¹Loschmidt Laboratories, Department of Experimental Biology and Research Centre for Toxic Compounds in the Environment, Faculty of Science, Masaryk University, Brno

²International Clinical Research Center, St. Anne's University Hospital Brno, Brno

radka@chemi.muni.cz

 

Haloalkane dehalogenases (HLDs, EC 3.8.1.5) make up an important class of enzymes that cleave carbon-halogen bonds in a broad range of halogenated aliphatic compounds with potential utilization in biodegradation, biocatalysis and biosensing [1]. Application potential of HLDs could be further improved by adding appropriate co-solvent to the reaction media, leading to enhanced solubility of their hydrophobic substrates and suppression of the substrates spontaneous hydrolysis. Here we focus on biotransformation by HLDs in the presence of novel and green deep eutectic solvent ethaline, consisting of ethylene glycol and choline chloride [2]. Catalytic performance of three haloalkane dehalogenases, DbjA, DhaA and LinB, in aqueous solutions of ethaline was systematically and critically compared with the enzyme reactivity in the presence of the individual components of ethaline and two conventional organic solvents, methanol and acetone [3]. The activities of studied enzymes responded differently to the different co-solvents.

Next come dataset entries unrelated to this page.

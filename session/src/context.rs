//! Auth context: the state machine every auth-aware view reads.
//!
//! ARCHITECTURE
//! ============
//! `Unknown -> Loading -> {Authenticated, Unauthenticated}`. The context is
//! the only writer of the [`SessionStore`]; every transition that touches the
//! store happens under the state lock, so the persisted session and the
//! in-memory phase never disagree. A session restored from durable storage
//! alone is written back so the cookie the edge guard reads reappears.
//!
//! CONCURRENCY
//! ===========
//! `hydrate` and `login` are the only suspension points. Each captures the
//! epoch when it starts; `logout`, `invalidate`, a newer `login` and `close`
//! bump it. A completion whose epoch is stale is dropped, so a logout issued
//! while a login is in flight always wins. Listeners run after the lock is
//! released and may call back into the context.

#[cfg(test)]
#[path = "context_test.rs"]
mod context_test;

use std::sync::atomic::{AtomicU64, Ordering};
use std::sync::{Arc, Mutex, MutexGuard, PoisonError, Weak};

use async_trait::async_trait;

use crate::model::{Credentials, Role, Session, SessionError, Tenant, User};
use crate::store::{PersistenceError, SessionStore};

/// Error surfaced by [`AuthContext::login`] and the [`AuthApi`] collaborator.
#[derive(Debug, Clone, PartialEq, Eq, thiserror::Error)]
pub enum AuthError {
    /// The auth service refused the credentials.
    #[error("credentials rejected: {0}")]
    Rejected(String),
    #[error("network error: {0}")]
    Network(String),
    /// The auth service answered with an unexpected status or body.
    #[error("auth service error: {0}")]
    Upstream(String),
    #[error("auth service returned an invalid session: {0}")]
    InvalidSession(#[from] SessionError),
    #[error(transparent)]
    Persistence(#[from] PersistenceError),
    /// A logout, newer login, or teardown happened while this call was in flight.
    #[error("superseded by a newer auth operation")]
    Superseded,
}

/// External auth collaborator.
///
/// Futures are not required to be `Send` so browser HTTP clients qualify.
#[async_trait(?Send)]
pub trait AuthApi {
    /// Exchange credentials for a session.
    async fn login(&self, credentials: &Credentials) -> Result<Session, AuthError>;

    /// Check whether `token` is still accepted. `Ok(false)` means rejected;
    /// `Err` means the answer is unknown.
    async fn validate_token(&self, token: &str) -> Result<bool, AuthError>;
}

/// Auth lifecycle phase.
#[derive(Clone, Debug, Default, PartialEq, Eq)]
pub enum AuthPhase {
    /// Nothing has been loaded yet.
    #[default]
    Unknown,
    /// Stored session is being loaded and verified.
    Loading,
    Authenticated { user: User, tenant: Tenant },
    Unauthenticated,
}

/// Immutable view of the context at one revision.
#[derive(Clone, Debug, Default, PartialEq, Eq)]
pub struct AuthSnapshot {
    phase: AuthPhase,
    revision: u64,
}

impl AuthSnapshot {
    #[must_use]
    pub fn new(phase: AuthPhase, revision: u64) -> Self {
        Self { phase, revision }
    }

    #[must_use]
    pub fn phase(&self) -> &AuthPhase {
        &self.phase
    }

    /// Increases by one on every transition.
    #[must_use]
    pub fn revision(&self) -> u64 {
        self.revision
    }

    #[must_use]
    pub fn is_loading(&self) -> bool {
        matches!(self.phase, AuthPhase::Loading)
    }

    #[must_use]
    pub fn is_logged_in(&self) -> bool {
        matches!(self.phase, AuthPhase::Authenticated { .. })
    }

    /// `true` once the stored session has been resolved either way.
    #[must_use]
    pub fn is_resolved(&self) -> bool {
        matches!(self.phase, AuthPhase::Authenticated { .. } | AuthPhase::Unauthenticated)
    }

    #[must_use]
    pub fn user(&self) -> Option<&User> {
        match &self.phase {
            AuthPhase::Authenticated { user, .. } => Some(user),
            _ => None,
        }
    }

    #[must_use]
    pub fn tenant(&self) -> Option<&Tenant> {
        match &self.phase {
            AuthPhase::Authenticated { tenant, .. } => Some(tenant),
            _ => None,
        }
    }

    #[must_use]
    pub fn role(&self) -> Option<Role> {
        self.tenant().map(|t| t.role)
    }
}

type Listener = Arc<dyn Fn(&AuthSnapshot) + Send + Sync>;

struct Inner {
    phase: AuthPhase,
    revision: u64,
    epoch: u64,
    token: Option<String>,
    closed: bool,
}

impl Inner {
    fn commit(&mut self, phase: AuthPhase) -> AuthSnapshot {
        self.phase = phase;
        self.revision += 1;
        AuthSnapshot { phase: self.phase.clone(), revision: self.revision }
    }
}

struct Shared {
    state: Mutex<Inner>,
    store: SessionStore,
    api: Arc<dyn AuthApi + Send + Sync>,
    listeners: Mutex<Vec<(u64, Listener)>>,
    next_listener: AtomicU64,
}

/// Shared handle to the auth state machine. Clones refer to the same state.
#[derive(Clone)]
pub struct AuthContext {
    shared: Arc<Shared>,
}

impl AuthContext {
    #[must_use]
    pub fn new(store: SessionStore, api: Arc<dyn AuthApi + Send + Sync>) -> Self {
        let inner = Inner { phase: AuthPhase::Unknown, revision: 0, epoch: 0, token: None, closed: false };
        Self {
            shared: Arc::new(Shared {
                state: Mutex::new(inner),
                store,
                api,
                listeners: Mutex::new(Vec::new()),
                next_listener: AtomicU64::new(1),
            }),
        }
    }

    #[must_use]
    pub fn snapshot(&self) -> AuthSnapshot {
        let inner = self.lock();
        AuthSnapshot { phase: inner.phase.clone(), revision: inner.revision }
    }

    /// Bearer token of the current session, if authenticated.
    #[must_use]
    pub fn bearer_token(&self) -> Option<String> {
        self.lock().token.clone()
    }

    /// Register `listener` for every future transition.
    ///
    /// Dropping the returned [`Subscription`] unregisters it.
    pub fn subscribe<F>(&self, listener: F) -> Subscription
    where
        F: Fn(&AuthSnapshot) + Send + Sync + 'static,
    {
        let id = self.shared.next_listener.fetch_add(1, Ordering::Relaxed);
        self.listeners().push((id, Arc::new(listener)));
        Subscription { shared: Arc::downgrade(&self.shared), id }
    }

    /// Resolve the initial phase from the stored session.
    ///
    /// A stored token is verified with the collaborator; a rejected token or
    /// a failed check clears the store and ends `Unauthenticated`. No-op
    /// unless the context is still `Unknown`.
    pub async fn hydrate(&self) {
        let (epoch, stored) = {
            let mut inner = self.lock();
            if inner.closed || inner.phase != AuthPhase::Unknown {
                return;
            }
            inner.epoch += 1;
            let snapshot = inner.commit(AuthPhase::Loading);
            let stored = self.shared.store.load();
            let epoch = inner.epoch;
            drop(inner);
            self.notify(&snapshot);
            (epoch, stored)
        };

        let verdict = match &stored {
            Some(session) => Some(self.shared.api.validate_token(&session.token).await),
            None => None,
        };

        let mut inner = self.lock();
        if inner.closed || inner.epoch != epoch {
            tracing::debug!(epoch, "discarding superseded session check");
            return;
        }
        let phase = match (stored, verdict) {
            (Some(session), Some(Ok(true))) => match self.shared.store.save(&session) {
                // Re-saving restores a cookie lost while the durable copy survived.
                Ok(()) => {
                    tracing::info!(user_id = %session.user.id, tenant_id = %session.tenant.id, "session restored");
                    inner.token = Some(session.token);
                    AuthPhase::Authenticated { user: session.user, tenant: session.tenant }
                }
                Err(e) => {
                    tracing::warn!(error = %e, "could not re-persist restored session");
                    AuthPhase::Unauthenticated
                }
            },
            (Some(_), Some(Ok(false))) => {
                tracing::info!("stored session rejected by auth service");
                self.clear_store();
                AuthPhase::Unauthenticated
            }
            (Some(_), Some(Err(e))) => {
                tracing::warn!(error = %e, "session check failed, treating as signed out");
                self.clear_store();
                AuthPhase::Unauthenticated
            }
            _ => {
                // Drops any orphaned cookie so the edge guard agrees.
                self.clear_store();
                AuthPhase::Unauthenticated
            }
        };
        let snapshot = inner.commit(phase);
        drop(inner);
        self.notify(&snapshot);
    }

    /// Exchange `credentials` for a session and persist it.
    ///
    /// # Errors
    ///
    /// Returns the collaborator's [`AuthError`], [`AuthError::Persistence`]
    /// if the session could not be stored, or [`AuthError::Superseded`] if a
    /// logout, newer login, or teardown happened while waiting.
    pub async fn login(&self, credentials: &Credentials) -> Result<(), AuthError> {
        let epoch = {
            let mut inner = self.lock();
            if inner.closed {
                return Err(AuthError::Superseded);
            }
            inner.epoch += 1;
            inner.epoch
        };

        let result = self.shared.api.login(credentials).await;

        let mut inner = self.lock();
        if inner.closed || inner.epoch != epoch {
            tracing::debug!(epoch, "discarding superseded login result");
            return Err(AuthError::Superseded);
        }

        let outcome = result.and_then(|session| {
            self.shared.store.save(&session)?;
            Ok(session)
        });
        let snapshot = match outcome {
            Ok(session) => {
                tracing::info!(user_id = %session.user.id, role = %session.tenant.role, "login succeeded");
                inner.token = Some(session.token);
                inner.commit(AuthPhase::Authenticated { user: session.user, tenant: session.tenant })
            }
            Err(e) => {
                tracing::info!(error = %e, "login failed");
                // A failed save has already emptied both targets.
                let store_cleared = matches!(e, AuthError::Persistence(_));
                if store_cleared {
                    inner.token = None;
                }
                let settle = match inner.phase {
                    AuthPhase::Unauthenticated => false,
                    AuthPhase::Authenticated { .. } => store_cleared,
                    _ => true,
                };
                if settle {
                    let snapshot = inner.commit(AuthPhase::Unauthenticated);
                    drop(inner);
                    self.notify(&snapshot);
                }
                return Err(e);
            }
        };
        drop(inner);
        self.notify(&snapshot);
        Ok(())
    }

    /// Clear the session and become `Unauthenticated` immediately.
    ///
    /// Returns the token that was active so the caller can revoke it
    /// remotely.
    pub fn logout(&self) -> Option<String> {
        tracing::info!("logout");
        self.end_session()
    }

    /// Same transition as [`logout`](Self::logout), triggered by the API
    /// layer rejecting the current session.
    pub fn invalidate(&self, reason: &str) {
        tracing::warn!(reason, "session invalidated");
        let _ = self.end_session();
    }

    /// Feed an HTTP status from an authenticated API call back into the
    /// context. Returns `true` if the session was invalidated.
    pub fn observe_status(&self, status: u16) -> bool {
        if matches!(status, 401 | 403) {
            self.invalidate(&format!("api responded {status}"));
            true
        } else {
            false
        }
    }

    /// Detach the context: pending async work is discarded and listeners are
    /// dropped.
    pub fn close(&self) {
        {
            let mut inner = self.lock();
            inner.closed = true;
            inner.epoch += 1;
        }
        self.listeners().clear();
    }

    fn end_session(&self) -> Option<String> {
        let mut inner = self.lock();
        inner.epoch += 1;
        let token = inner.token.take();
        self.clear_store();
        if inner.closed || inner.phase == AuthPhase::Unauthenticated {
            return token;
        }
        let snapshot = inner.commit(AuthPhase::Unauthenticated);
        drop(inner);
        self.notify(&snapshot);
        token
    }

    fn clear_store(&self) {
        if let Err(e) = self.shared.store.clear() {
            tracing::warn!(error = %e, "failed to clear stored session");
        }
    }

    fn notify(&self, snapshot: &AuthSnapshot) {
        let listeners: Vec<Listener> = self.listeners().iter().map(|(_, l)| Arc::clone(l)).collect();
        for listener in listeners {
            listener(snapshot);
        }
    }

    fn lock(&self) -> MutexGuard<'_, Inner> {
        self.shared.state.lock().unwrap_or_else(PoisonError::into_inner)
    }

    fn listeners(&self) -> MutexGuard<'_, Vec<(u64, Listener)>> {
        self.shared.listeners.lock().unwrap_or_else(PoisonError::into_inner)
    }
}

/// Listener registration; unsubscribes on drop.
#[must_use = "dropping a Subscription unsubscribes immediately"]
pub struct Subscription {
    shared: Weak<Shared>,
    id: u64,
}

impl Drop for Subscription {
    fn drop(&mut self) {
        if let Some(shared) = self.shared.upgrade() {
            shared
                .listeners
                .lock()
                .unwrap_or_else(PoisonError::into_inner)
                .retain(|(id, _)| *id != self.id);
        }
    }
}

All of the enzymes tolerated ethaline and ethylene glycol significantly better than methanol and acetone. Haloalkane dehalogenase DhaA was found to be the most tolerant of ethaline. Its excellent compatibility with the solvent was demonstrated by the enzyme’s enhanced thermal stability, and by its retention of detectable catalytic activity even at very high ethaline concentrations (≥ 90% v/v). In contrast, the activities of DbjA and LinB were higher in ethylene glycol than in ethaline. Moreover the activity of DbjA was 1.5 times higher in 50% (v/v) ethylene glycol than in a pure buffer. Additionally, the enantioselectivity of DbjA increased more than 4-fold in the presence of ethaline or ethylene glycol. Our results demonstrate that ethylene glycol and deep eutectic solvent ethaline can have beneficial effects on catalysis by haloalkane dehalogenases, broadening their usability in “green” biotechnologies.

[1] T. Koudelakova, S. Bidmanova, P. Dvorak, A. Pavelka, R. Chaloupkova, Y. Prokop & J. Damborsky, Biotechnology Journal 8 (2013) 32-45.

[2] A. P. Abbott, G. Capper, D. L. Davies, R. K. Rasheed, & V. Tambyrajah, Chemical Communications 1 (2003) 70-71.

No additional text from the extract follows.